I have been digging into the field of NLP for the last couple of years, by sitting in the weekly meetups of a local research group, gettting into a local competition and attending a local summer school.

All this local stuff has now moved in the digital realm, with COVID-19. So I tried to keep up by attending the NLP track for online ICLR 2020, and it was well worth it!

Here, I placed a couple of notebooks on problems I liked. Twitter sentiment analysis and more notably Alzheimer's text classification.

Twitter Sentiment Analysis

The first notebook is a plain old tweet sentiment analysis on a large enough dataset. The solution is not even my own, I took it and worked on it from a notebook shared in Kaggle by Paolo Ripamonti.

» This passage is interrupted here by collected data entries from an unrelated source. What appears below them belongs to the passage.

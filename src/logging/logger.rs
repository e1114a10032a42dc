//! Structured logger with noop awareness and summary collection.
use std::path::PathBuf;
use std::sync::Mutex;

use super::types::{Log, RecipeEntry, RecipeStatus};
use super::utils::log_file_path;

/// Implement the display methods of [`Log`] by delegating to inherent methods
/// of the same name on the implementing type.
macro_rules! forward_log_methods {
    ($($method:ident),+ $(,)?) => {
        $(
            fn $method(&self, msg: &str) {
                self.$method(msg);
            }
        )+
    };
}

/// Structured logger with noop awareness and summary collection.
///
/// Every message goes through `tracing`; the subscriber installed by
/// [`init_subscriber`](super::subscriber::init_subscriber) also appends it to
/// `$XDG_CACHE_HOME/marionette/<command>.log`.
#[derive(Debug)]
pub struct Logger {
    recipes: Mutex<Vec<RecipeEntry>>,
    log_file: Option<PathBuf>,
}

impl Logger {
    /// Create a new logger.
    ///
    /// Stores the log file path for display in the run summary.  The file
    /// itself is created by the subscriber's file layer.
    #[must_use]
    pub fn new(command: &str) -> Self {
        Self {
            recipes: Mutex::new(Vec::new()),
            log_file: log_file_path(command),
        }
    }

    /// Return the log file path, if available.
    #[must_use]
    pub const fn log_path(&self) -> Option<&PathBuf> {
        self.log_file.as_ref()
    }

    /// Return a clone of all recorded recipe entries.
    #[must_use]
    pub fn recipe_entries(&self) -> Vec<RecipeEntry> {
        self.recipes.lock().map_or_else(|_| vec![], |g| g.clone())
    }

    /// Log an error message.
    pub fn error(&self, msg: &str) {
        tracing::error!("{msg}");
    }

    /// Log a warning message.
    pub fn warn(&self, msg: &str) {
        tracing::warn!("{msg}");
    }

    /// Log a stage header (major section).
    pub fn stage(&self, msg: &str) {
        tracing::info!(target: "marionette::stage", "{msg}");
    }

    /// Log an informational message.
    pub fn info(&self, msg: &str) {
        tracing::info!("{msg}");
    }

    /// Log a debug message (suppressed on console unless verbose; always
    /// written to the log file).
    pub fn debug(&self, msg: &str) {
        tracing::debug!("{msg}");
    }

    /// Log a change that noop mode did not make.
    pub fn dry_run(&self, msg: &str) {
        tracing::info!(target: "marionette::dry_run", "{msg}");
    }

    /// Record a recipe result for the summary.
    pub fn record_recipe(&self, name: &str, status: RecipeStatus, message: Option<&str>) {
        if let Ok(mut guard) = self.recipes.lock() {
            guard.push(RecipeEntry {
                name: name.to_string(),
                status,
                message: message.map(String::from),
            });
        }
    }

    /// Count the number of failed recipes.
    #[must_use]
    pub fn failure_count(&self) -> usize {
        self.recipes.lock().map_or(0, |guard| {
            guard
                .iter()
                .filter(|r| r.status == RecipeStatus::Failed)
                .count()
        })
    }

    /// Print the summary of all recorded recipes.
    pub fn print_summary(&self) {
        let recipes = match self.recipes.lock() {
            Ok(guard) => guard.clone(),
            Err(_) => return,
        };
        if recipes.is_empty() {
            return;
        }

        self.stage("Summary");

        let mut ok = 0u32;
        let mut noop = 0u32;
        let mut failed = 0u32;

        for recipe in &recipes {
            let (icon, color) = match recipe.status {
                RecipeStatus::Ok => {
                    ok += 1;
                    ("✓", "\x1b[32m")
                }
                RecipeStatus::NoOp => {
                    noop += 1;
                    ("~", "\x1b[37m")
                }
                RecipeStatus::Failed => {
                    failed += 1;
                    ("✗", "\x1b[31m")
                }
            };

            let suffix = recipe
                .message
                .as_ref()
                .map_or_else(String::new, |msg| format!(" ({msg})"));

            self.info(&format!("{color}{icon} {}{suffix}\x1b[0m", recipe.name));
        }

        let total = ok + noop + failed;
        self.info(&format!(
            "{total} recipes: \x1b[32m{ok} ok\x1b[0m, \x1b[37m{noop} noop\x1b[0m, \x1b[31m{failed} failed\x1b[0m"
        ));

        if let Some(path) = &self.log_file {
            self.info(&format!("\x1b[2mlog: {}\x1b[0m", path.display()));
        }
    }
}

impl Log for Logger {
    forward_log_methods!(stage, info, debug, warn, error, dry_run);

    fn record_recipe(&self, name: &str, status: RecipeStatus, message: Option<&str>) {
        self.record_recipe(name, status, message);
    }
}
//! Command: execute a manifest and apply its resources.
use std::sync::Arc;

use anyhow::Result;

use super::{CommandSetup, run_manifest};
use crate::cli::{GlobalOpts, ManifestOpts};
use crate::logging::Logger;

/// Run the apply command.
///
/// # Errors
///
/// Returns an error if the manifest cannot be loaded or its execution fails.
pub fn run(global: &GlobalOpts, opts: &ManifestOpts, log: &Arc<Logger>) -> Result<()> {
    log.info(&format!("marionette {}", super::version::version()));
    let setup = CommandSetup::init(global, &opts.manifest, log)?;
    run_manifest(&setup, log, false)
}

My contribution is on enabling the TPU's and providing comments or small suggestions.

I found the solution elegant for the given dataset, which was Sentiment140. Paolo took advantage of the size of the dataset (1.6 million labeled tweets) and showcased the power of Word2Vec embeddings trained entirely on it. He proved then that when the embeddings are coupled with an LSTM and supervised training, we are off to a good start :)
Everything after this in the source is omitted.